The ICS security community is seeing a lot of new products and advertisements offering the ability to monitor and control your process from anywhere with a smartphone or iPad. The trend is almost certainly going to increase with the growing market penetration and reliance on these devices for many other business and personal apps. This can be terrifying for those responsible for DCS and SCADA security, especially when you see products saying:
“ScadaMobile is a HMI app for the iOS platform that will allow you to monitor Registers and Values in Programable Logic Controllers (PLCs) and RTUs in real time, create customized lists with pages, sections and controls, track alarms and events, display trend graphs and much more.” They show this iPhone/iPad app communicating directly to PLC’s via Modbus TCP or EtherNet/IP.
All with hardly a mention of security risks of doing this beyond saying they use SSL. And even the SSL claim isn’t accurate if the smartphone is connecting directly to the PLC rather than through a intermediary web or terminal server.
Maybe it’s time to break down mobile ICS access so we can focus on the real issues. It really isn’t significantly different than remote access via laptop except a lot more of your people will be wanting it.

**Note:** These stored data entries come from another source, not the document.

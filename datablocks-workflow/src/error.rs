use datablocks_catalog::CatalogError;
use thiserror::Error;

/// A task folder that cannot contribute a node to the workflow.
///
/// These are collected per slug; the rest of the DAG is still built.
#[derive(Debug, Clone, Error, PartialEq, Eq)]
pub enum TaskDefinitionError {
    #[error("{slug}: no depositor script (.py, .sh or .ipynb)")]
    MissingDepositor { slug: String },

    #[error("{slug}: more than one {role} script: {}", .scripts.join(", "))]
    Ambiguous {
        slug: String,
        role: String,
        scripts: Vec<String>,
    },

    #[error("{slug}: cannot read declared outputs of {script}: {reason}")]
    Outputs {
        slug: String,
        script: String,
        reason: String,
    },
}

impl TaskDefinitionError {
    pub fn slug(&self) -> &str {
        match self {
            Self::MissingDepositor { slug } | Self::Ambiguous { slug, .. } | Self::Outputs { slug, .. } => slug,
        }
    }
}

/// Why a script's output declaration could not be read.
#[derive(Debug, Error)]
pub enum OutputParseError {
    #[error("I/O error: {0}")]
    Io(#[from] std::io::Error),

    #[error("unsupported script type")]
    UnsupportedScript,

    #[error("script is empty")]
    Empty,

    #[error("last line is not an output declaration: {0}")]
    NotADeclaration(String),

    #[error("malformed list literal: {0}")]
    Malformed(String),

    #[error("bad notebook JSON: {0}")]
    Notebook(serde_json::Error),

    #[error("bad outputs sidecar: {0}")]
    Sidecar(serde_json::Error),
}

impl OutputParseError {
    pub(crate) fn malformed(msg: impl Into<String>) -> Self {
        Self::Malformed(msg.into())
    }
}

/// Errors that stop a DAG build as a whole.
#[derive(Debug, Error)]
pub enum WorkflowError {
    #[error("no tasks folder at {0}")]
    MissingTasks(String),

    #[error("invalid workflow name {0:?}")]
    InvalidName(String),

    #[error(transparent)]
    Catalog(#[from] CatalogError),

    #[error("I/O error on {path}: {source}")]
    Io {
        path: String,
        source: std::io::Error,
    },

    #[error("YAML error in {path}: {source}")]
    Yaml {
        path: String,
        source: serde_yml::Error,
    },
}

impl WorkflowError {
    pub(crate) fn io(path: &std::path::Path, source: std::io::Error) -> Self {
        Self::Io {
            path: path.display().to_string(),
            source,
        }
    }
}
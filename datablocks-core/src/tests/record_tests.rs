use super::*;
use serde_json::json;

fn socrata_entry() -> Value {
    json!({
        "landing_page": "https://data.cityofnewyork.us/d/kku6-nxdu",
        "resource": "https://data.cityofnewyork.us/api/views/kku6-nxdu/rows.csv?accessType=DOWNLOAD",
        "resource_type": "table",
        "protocol": "https",
        "name": "Demographic Statistics By Zip Code",
        "description": "Demographic statistics broken down by zip code",
        "sources": ["Department of Youth and Community Development (DYCD)"],
        "created": "2011-10-13 19:07:55",
        "last_updated": "2016-02-02 16:23:34",
        "page_views": 18251,
        "column_names": ["JURISDICTION NAME", "COUNT PARTICIPANTS"],
        "topics_provided": ["Social Services"],
        "keywords_provided": ["demographics"],
        "flags": [],
        "rows": 236,
        "columns": 46,
        "available_formats": ["csv", "json"],
        "preferred_format": "csv",
        "preferred_mimetype": "text/csv",
        "dataset": "."
    })
}

// -- Flags --

#[test]
fn test_flags_are_set_like() {
    let mut r = Resource::new("https://example.com/a.csv", "A");
    r.add_flag(Flag::Processed);
    r.add_flag(Flag::Processed);
    r.add_flag(Flag::Error);
    assert_eq!(r.flags, vec![Flag::Processed, Flag::Error]);

    r.remove_flag(Flag::Processed);
    assert!(!r.has_flag(Flag::Processed));
    assert!(r.has_flag(Flag::Error));
}

#[test]
fn test_flag_serializes_lowercase() {
    let s = serde_json::to_string(&vec![Flag::Processed, Flag::Ignore]).unwrap();
    assert_eq!(s, r#"["processed","ignore"]"#);
}

#[test]
fn test_unknown_flag_rejected() {
    let v = json!({"resource": "u", "name": "n", "flags": ["bogus"]});
    assert!(serde_json::from_value::<Resource>(v).is_err());
}

// -- Resource records --

#[test]
fn test_resource_keeps_portal_specific_keys() {
    let v = json!({
        "resource": "https://example.com/a.csv",
        "name": "A",
        "resource_type": "blob",
        "flags": ["processed"]
    });
    let r: Resource = serde_json::from_value(v).unwrap();
    assert_eq!(r.extra.get("resource_type"), Some(&json!("blob")));

    let back = serde_json::to_value(&r).unwrap();
    assert_eq!(back["resource_type"], json!("blob"));
    assert!(back.get("landing_page").is_none());
}

#[test]
fn test_null_fields_read_as_empty() {
    let v = json!({
        "resource": "https://ckan.example.org/dataset/a.csv",
        "name": "A",
        "description": null,
        "sources": null,
        "column_names": null,
        "topics_provided": null,
        "keywords_provided": null,
        "flags": null,
        "landing_page": null
    });
    let r = Resource::from_value(0, v).unwrap();
    assert_eq!(r.description, "");
    assert!(r.sources.is_empty());
    assert!(r.column_names.is_empty());
    assert!(r.topics_provided.is_empty());
    assert!(r.keywords_provided.is_empty());
    assert!(r.flags.is_empty());
    assert_eq!(r.landing_page, None);
    assert!(r.extra.is_empty());
}

#[test]
fn test_glossary_entry_with_null_fields() {
    let mut v = socrata_entry();
    v["description"] = Value::Null;
    v["sources"] = Value::Null;
    let e = GlossaryEntry::from_value(0, v).unwrap();
    assert_eq!(e.record.description, "");
    assert!(e.record.sources.is_empty());
    assert_eq!(e.dataset, ".");
}

#[test]
fn test_display_location_prefers_landing_page() {
    let mut r = Resource::new("https://example.com/a.csv", "A");
    assert_eq!(r.display_location(), "https://example.com/a.csv");
    r.landing_page = Some("https://example.com/d/a".to_string());
    assert_eq!(r.display_location(), "https://example.com/d/a");
}

// -- Glossary entries --

#[test]
fn test_parse_full_glossary_entry() {
    let entry = GlossaryEntry::from_value(0, socrata_entry()).unwrap();
    assert_eq!(entry.name(), "Demographic Statistics By Zip Code");
    assert_eq!(entry.preferred_format.as_deref(), Some("csv"));
    assert_eq!(entry.rows, Some(json!(236)));
    assert!(entry.is_standalone());
    assert!(entry.is_ready());
    assert_eq!(entry.record.extra.get("resource_type"), Some(&json!("table")));
    // Glossary-level keys must not leak into the resource's extras.
    assert!(!entry.record.extra.contains_key("dataset"));
    assert!(!entry.record.extra.contains_key("preferred_format"));
}

#[test]
fn test_glossary_entry_survives_save_and_load() {
    let entry = GlossaryEntry::from_value(0, socrata_entry()).unwrap();
    let text = serde_json::to_string_pretty(&entry).unwrap();
    let again: GlossaryEntry = serde_json::from_str(&text).unwrap();
    assert_eq!(entry, again);
}

#[test]
fn test_missing_dataset_is_schema_error() {
    let mut v = socrata_entry();
    v.as_object_mut().unwrap().remove("dataset");
    let err = GlossaryEntry::from_value(7, v).unwrap_err();
    assert_eq!(
        err,
        SchemaError::MissingField {
            index: 7,
            field: "dataset".to_string()
        }
    );
}

#[test]
fn test_missing_resource_is_schema_error() {
    let mut v = socrata_entry();
    v.as_object_mut().unwrap().remove("resource");
    let err = GlossaryEntry::from_value(2, v).unwrap_err();
    assert!(matches!(err, SchemaError::MissingField { index: 2, ref field } if field == "resource"));
}

#[test]
fn test_empty_resource_is_schema_error() {
    let mut v = socrata_entry();
    v["resource"] = json!("  ");
    assert!(matches!(
        GlossaryEntry::from_value(0, v),
        Err(SchemaError::Invalid { index: 0, .. })
    ));
}

#[test]
fn test_non_object_is_schema_error() {
    assert!(matches!(
        GlossaryEntry::from_value(3, json!(["not", "an", "object"])),
        Err(SchemaError::Invalid { index: 3, .. })
    ));
}

#[test]
fn test_readiness() {
    let mut entry = GlossaryEntry::from_value(0, socrata_entry()).unwrap();
    entry.preferred_format = Some("geojson".to_string());
    assert!(entry.is_ready());

    entry.preferred_format = Some("xls".to_string());
    assert!(!entry.is_ready());

    entry.preferred_format = Some("csv".to_string());
    entry.dataset = "inner/data.csv".to_string();
    assert!(!entry.is_standalone());
    assert!(!entry.is_ready());

    entry.dataset = ".".to_string();
    entry.preferred_format = None;
    assert!(!entry.is_ready());
}

#[test]
fn test_from_resource_strips_processed() {
    let mut r = Resource::new("https://example.com/a.zip", "A");
    r.add_flag(Flag::Processed);
    r.add_flag(Flag::Removed);
    let entry = GlossaryEntry::from_resource(&r, "a/b.csv");
    assert_eq!(entry.record.flags, vec![Flag::Removed]);
    assert_eq!(entry.dataset, "a/b.csv");
}

// -- Filesize --

#[test]
fn test_filesize_timeout_sentinel() {
    let f = Filesize::timed_out(60);
    assert_eq!(f.to_string(), ">60s");
    assert!(f.is_timeout());
    assert!(!Filesize::Text("12345".to_string()).is_timeout());
    assert!(!Filesize::Text(">s".to_string()).is_timeout());
    assert!(!Filesize::kib(1.5).is_timeout());
}

#[test]
fn test_filesize_accepts_number_or_text() {
    let n: Filesize = serde_json::from_value(json!(523.5)).unwrap();
    assert_eq!(n, Filesize::kib(523.5));
    let t: Filesize = serde_json::from_value(json!("4096")).unwrap();
    assert_eq!(t, Filesize::Text("4096".to_string()));
}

Control and Administration
This is what people get nervous about, and for good reason. Remote access that provides control, or the ability to affect control, of a process should only be used for emergency access and with about every security measure possible. Many owner/operators actually don’t allow remote control by policy even if they have an emergency remote access capability for the operations equivalent of system admins. The remote users make the system changes and then the operators in the control room perform all control functions.
Emergency remote access is required for most systems. The SCADA or DCS vendor may need to be brought into the picture in an emergency and most ICS still have a small number of people who can quickly solve the most complex problems. If you don’t have a secure emergency remote access capability, odds are an insecure method will be quickly put in place during an emergency.
This is not a new problem. Owner/operators have had emergency remote access capability that is air gapped until it is needed. Some even have this on a timeout just in case disconnect is forgotten. Remember they are engineers so they know how to create an actuator to open a circuit. They also use VPN’s and strong two-factor authentication.
Data
Accessing data is actually a solved problem as well. The data can be pushed out as far as you want with the appropriate security controls – – from the control center to the ICS DMZ to the Enterprise to the Enterprise DMZ or a combination of these. The biggest risk is that the data privacy will be compromised, not the integrity or availability of the process.
The question we always ask clients is if there is a compelling business reason for this data to be available. This is why we selected the picture of a man looking at his iPad in a subway station. Does he really need process data or KPI there? This is not a security question; it’s a business question. It also isn’t an all or nothing question. Owner/Operators can determine what data is available where and for whom.
You could argue that the pushed out data communication chain could be exploited all the way back to the control center because there is some allowed communication between each hop – – unless you have implemented one-way security / data diode some where. In fact pushing data from the control center to a less secure zone is a good place for a one-way security solution.
It is true there is some additional risk if there is a new communication flow, but I’d argue that the additional risk is very small if a solution with the typical Internet access security controls are in place. In almost all networks there is communication from the enterprise to the control center through one or more ICS DMZ’s. So the risk of an attacker with access to the enterprise trying to work back a communication chain to the control center is already there.
So the summary is:
- have a highly secure emergency remote access capability,
- don’t allow any regular remote control, administration or other access to operations,
- and determine if there is a legitimate need with real benefits before pushing the process data out to the mobile devices.